Quotations
Create and send quotes, track customer responses, and convert accepted quotations into invoices.
How quotations work#
A quotation is a priced offer you send to a customer before billing. Quotes carry line items, VAT, validity dates, and notes. When the customer accepts, the quote converts to an invoice in one step — no retyping.
Quotation lifecycle#
| Status | Meaning |
|---|---|
| Draft | Editable, not yet visible to the customer. |
| Sent | Delivered to the customer and awaiting a response. |
| Accepted | Approved by the customer — ready to convert to an invoice. |
| Rejected | Declined by the customer; excluded from pipeline value. |
| Expired | Validity date passed without a response. |
| Converted | Turned into an invoice; the quote links to the resulting invoice. |
Creating a quotation#
- 1Go to Quotations → New Quotation.
- 2Pick a customer, or create one inline with the quick-create form (name is enough — details can be added later).

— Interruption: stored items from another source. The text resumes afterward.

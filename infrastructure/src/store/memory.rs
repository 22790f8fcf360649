//! In-memory estimation store
//!
//! Implements both store ports over a [`StoreState`] behind a
//! `tokio::sync::RwLock`. Each method holds the lock for its whole body, so
//! every call is atomic on its own. The state can be exported for a
//! snapshot and loaded back.

use super::state::{Membership, StoreState, StoryRow};
use async_trait::async_trait;
use chrono::Utc;
use poker_application::{CatalogStore, EstimationStore, StoreError};
use poker_domain::estimation::consensus_to_raw;
use poker_domain::voting::sort_by_user;
use poker_domain::{
    CardTemplate, Estimate, EstimateId, EstimateUnit, Iteration, NewStory, NewTask, Story,
    StoryId, Task, TaskId, User, UserId, Vote,
};
use std::sync::atomic::{AtomicBool, Ordering};
use tokio::sync::RwLock;
use tracing::{debug, trace};

/// Estimation store kept in process memory
#[derive(Default)]
pub struct InMemoryEstimationStore {
    state: RwLock<StoreState>,
    dirty: AtomicBool,
}

impl InMemoryEstimationStore {
    pub fn new() -> Self {
        Self::default()
    }

    /// Start from previously saved contents
    pub fn from_state(state: StoreState) -> Self {
        Self {
            state: RwLock::new(state),
            dirty: AtomicBool::new(false),
        }
    }

    /// Copy of the current contents, for saving
    pub async fn snapshot(&self) -> StoreState {
        self.state.read().await.clone()
    }

    /// Whether anything was written since the store was created or last
    /// marked clean
    pub fn is_dirty(&self) -> bool {
        self.dirty.load(Ordering::SeqCst)
    }

    pub fn mark_clean(&self) {
        self.dirty.store(false, Ordering::SeqCst);
    }

    fn touched(&self) {
        self.dirty.store(true, Ordering::SeqCst);
    }
}

#[async_trait]
impl EstimationStore for InMemoryEstimationStore {
    async fn task(&self, id: TaskId) -> Result<Option<Task>, StoreError> {
        Ok(self.state.read().await.tasks.get(&id).cloned())
    }

    async fn story(&self, id: StoryId) -> Result<Option<Story>, StoreError> {
        Ok(self.state.read().await.stories.get(&id).map(Story::from))
    }

    async fn stories_for_task(&self, task: TaskId) -> Result<Vec<Story>, StoreError> {
        let state = self.state.read().await;
        Ok(state
            .stories
            .values()
            .filter(|row| row.task_id == task)
            .map(Story::from)
            .collect())
    }

    async fn team_members(&self, task: TaskId) -> Result<Vec<User>, StoreError> {
        let state = self.state.read().await;
        let mut members: Vec<User> = state
            .team
            .iter()
            .filter(|m| m.task_id == task)
            .filter_map(|m| state.users.get(&m.user_id).cloned())
            .collect();
        members.sort_by_key(|u| u.id);
        Ok(members)
    }

    async fn user_by_id(&self, id: UserId) -> Result<Option<User>, StoreError> {
        Ok(self.state.read().await.users.get(&id).cloned())
    }

    async fn estimate_by_id(&self, id: EstimateId) -> Result<Option<Estimate>, StoreError> {
        Ok(self.state.read().await.estimates.get(&id).cloned())
    }

    async fn estimates_for_task(&self, task: TaskId) -> Result<Vec<Estimate>, StoreError> {
        let state = self.state.read().await;
        Ok(state
            .estimates
            .values()
            .filter(|e| e.task_id == task)
            .cloned()
            .collect())
    }

    async fn insert_vote(&self, vote: Vote) -> Result<(), StoreError> {
        let mut state = self.state.write().await;
        if !state.stories.contains_key(&vote.story_id) {
            return Err(StoreError::missing("story", vote.story_id.get()));
        }
        if !state.users.contains_key(&vote.user_id) {
            return Err(StoreError::missing("user", vote.user_id.get()));
        }
        if !state.estimates.contains_key(&vote.estimate_id) {
            return Err(StoreError::missing("estimate", vote.estimate_id.get()));
        }
        state.votes.push(vote);
        self.touched();
        trace!(
            "Stored vote of user {} on story {} in round {}",
            vote.user_id, vote.story_id, vote.iteration
        );
        Ok(())
    }

    async fn votes_for_story(
        &self,
        story: StoryId,
        iteration: Iteration,
    ) -> Result<Vec<Vote>, StoreError> {
        let state = self.state.read().await;
        let mut votes: Vec<Vote> = state
            .votes
            .iter()
            .filter(|v| v.story_id == story && v.iteration == iteration)
            .copied()
            .collect();
        sort_by_user(&mut votes);
        Ok(votes)
    }

    async fn votes_for_story_all(&self, story: StoryId) -> Result<Vec<Vote>, StoreError> {
        let state = self.state.read().await;
        let mut votes: Vec<Vote> = state
            .votes
            .iter()
            .filter(|v| v.story_id == story)
            .copied()
            .collect();
        votes.sort_by_key(|v| (v.iteration, v.user_id));
        Ok(votes)
    }

    async fn advance_story_iteration(
        &self,
        story: StoryId,
        expected: Iteration,
    ) -> Result<Iteration, StoreError> {
        let mut state = self.state.write().await;
        let row = state
            .stories
            .get_mut(&story)
            .ok_or_else(|| StoreError::missing("story", story.get()))?;
        if row.iteration != expected {
            return Err(StoreError::Conflict(format!(
                "story {} is at round {}, expected {}",
                story, row.iteration, expected
            )));
        }
        row.iteration = row.iteration.next();
        let advanced = row.iteration;
        self.touched();
        Ok(advanced)
    }

    async fn set_story_consensus(
        &self,
        story: StoryId,
        consensus: Option<EstimateId>,
    ) -> Result<(), StoreError> {
        let mut state = self.state.write().await;
        if let Some(id) = consensus
            && !state.estimates.contains_key(&id)
        {
            return Err(StoreError::missing("estimate", id.get()));
        }
        let row = state
            .stories
            .get_mut(&story)
            .ok_or_else(|| StoreError::missing("story", story.get()))?;
        row.consensus = consensus_to_raw(consensus);
        self.touched();
        Ok(())
    }
}

#[async_trait]
impl CatalogStore for InMemoryEstimationStore {
    async fn insert_task(&self, task: NewTask) -> Result<Task, StoreError> {
        let mut state = self.state.write().await;
        state.last_ids.task += 1;
        let task = Task {
            id: TaskId::new(state.last_ids.task),
            name: task.name,
            description: task.description,
            created_at: Utc::now(),
            published_at: None,
        };
        state.tasks.insert(task.id, task.clone());
        self.touched();
        Ok(task)
    }

    async fn list_tasks(&self) -> Result<Vec<Task>, StoreError> {
        Ok(self.state.read().await.tasks.values().cloned().collect())
    }

    async fn update_task(&self, task: &Task) -> Result<(), StoreError> {
        let mut state = self.state.write().await;
        let stored = state
            .tasks
            .get_mut(&task.id)
            .ok_or_else(|| StoreError::missing("task", task.id.get()))?;
        stored.name = task.name.clone();
        stored.description = task.description.clone();
        stored.published_at = task.published_at;
        self.touched();
        Ok(())
    }

    async fn delete_task(&self, id: TaskId) -> Result<(), StoreError> {
        let mut state = self.state.write().await;
        if state.tasks.remove(&id).is_none() {
            return Err(StoreError::missing("task", id.get()));
        }

        let stories: Vec<StoryId> = state
            .stories
            .values()
            .filter(|row| row.task_id == id)
            .map(|row| row.id)
            .collect();
        state.stories.retain(|_, row| row.task_id != id);
        state.votes.retain(|v| !stories.contains(&v.story_id));
        state.estimates.retain(|_, e| e.task_id != id);
        state.team.retain(|m| m.task_id != id);
        self.touched();

        debug!("Task {} removed with {} stories", id, stories.len());
        Ok(())
    }

    async fn insert_story(&self, story: NewStory) -> Result<Story, StoreError> {
        let mut state = self.state.write().await;
        if !state.tasks.contains_key(&story.task_id) {
            return Err(StoreError::missing("task", story.task_id.get()));
        }
        state.last_ids.story += 1;
        let story = Story {
            id: StoryId::new(state.last_ids.story),
            task_id: story.task_id,
            name: story.name,
            description: story.description,
            consensus: None,
            iteration: Iteration::FIRST,
        };
        state.stories.insert(story.id, StoryRow::from(&story));
        self.touched();
        Ok(story)
    }

    async fn delete_story(&self, id: StoryId) -> Result<(), StoreError> {
        let mut state = self.state.write().await;
        if state.stories.remove(&id).is_none() {
            return Err(StoreError::missing("story", id.get()));
        }
        state.votes.retain(|v| v.story_id != id);
        self.touched();
        Ok(())
    }

    async fn insert_user(&self, name: &str) -> Result<User, StoreError> {
        let mut state = self.state.write().await;
        state.last_ids.user += 1;
        let user = User {
            id: UserId::new(state.last_ids.user),
            name: name.to_string(),
        };
        state.users.insert(user.id, user.clone());
        self.touched();
        Ok(user)
    }

    async fn list_users(&self) -> Result<Vec<User>, StoreError> {
        Ok(self.state.read().await.users.values().cloned().collect())
    }

    async fn rename_user(&self, id: UserId, name: &str) -> Result<(), StoreError> {
        let mut state = self.state.write().await;
        let user = state
            .users
            .get_mut(&id)
            .ok_or_else(|| StoreError::missing("user", id.get()))?;
        user.name = name.to_string();
        self.touched();
        Ok(())
    }

    async fn delete_user(&self, id: UserId) -> Result<(), StoreError> {
        let mut state = self.state.write().await;
        if state.users.remove(&id).is_none() {
            return Err(StoreError::missing("user", id.get()));
        }
        state.team.retain(|m| m.user_id != id);
        state.votes.retain(|v| v.user_id != id);
        self.touched();
        Ok(())
    }

    async fn add_team_member(&self, task: TaskId, user: UserId) -> Result<(), StoreError> {
        let mut state = self.state.write().await;
        if !state.tasks.contains_key(&task) {
            return Err(StoreError::missing("task", task.get()));
        }
        if !state.users.contains_key(&user) {
            return Err(StoreError::missing("user", user.get()));
        }
        if !state.is_member(task, user) {
            state.team.push(Membership {
                task_id: task,
                user_id: user,
            });
            self.touched();
        }
        Ok(())
    }

    async fn remove_team_member(&self, task: TaskId, user: UserId) -> Result<(), StoreError> {
        let mut state = self.state.write().await;
        let before = state.team.len();
        state
            .team
            .retain(|m| !(m.task_id == task && m.user_id == user));
        if state.team.len() != before {
            self.touched();
        }
        Ok(())
    }

    async fn insert_estimate(
        &self,
        task: TaskId,
        card: &CardTemplate,
        unit: EstimateUnit,
    ) -> Result<Estimate, StoreError> {
        let mut state = self.state.write().await;
        if !state.tasks.contains_key(&task) {
            return Err(StoreError::missing("task", task.get()));
        }
        state.last_ids.estimate += 1;
        let estimate = Estimate {
            id: EstimateId::new(state.last_ids.estimate),
            task_id: task,
            complexity_symbol: card.complexity_symbol.to_string(),
            unit,
            unit_value: card.unit_value,
        };
        state.estimates.insert(estimate.id, estimate.clone());
        self.touched();
        Ok(estimate)
    }

    async fn update_estimate(&self, estimate: &Estimate) -> Result<(), StoreError> {
        let mut state = self.state.write().await;
        let stored = state
            .estimates
            .get_mut(&estimate.id)
            .ok_or_else(|| StoreError::missing("estimate", estimate.id.get()))?;
        stored.unit = estimate.unit;
        stored.unit_value = estimate.unit_value;
        self.touched();
        Ok(())
    }
}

- 3Set the issue date, payment due date, and currency. Foreign-currency quotes track the exchange rate.
- 4Add line items with quantity, unit price, and per-line or document-level VAT.
- 5Optionally add the customer PO number, a reference, withholding tax, and notes.
- 6Save as draft, or send it directly to the customer.
Tip: The default VAT rate follows your workspace tax settings (for example 5% in the UAE). You can override it per document or per line.
Converting to an invoice#
Open an accepted quotation and choose Convert to Invoice. Line items, customer, currency, and tax settings carry over. The new invoice starts as a draft so you can adjust dates or terms before issuing.
Note: Convert accepted quotes promptly — accepted value sitting unconverted understates your invoicing and overstates your pipeline.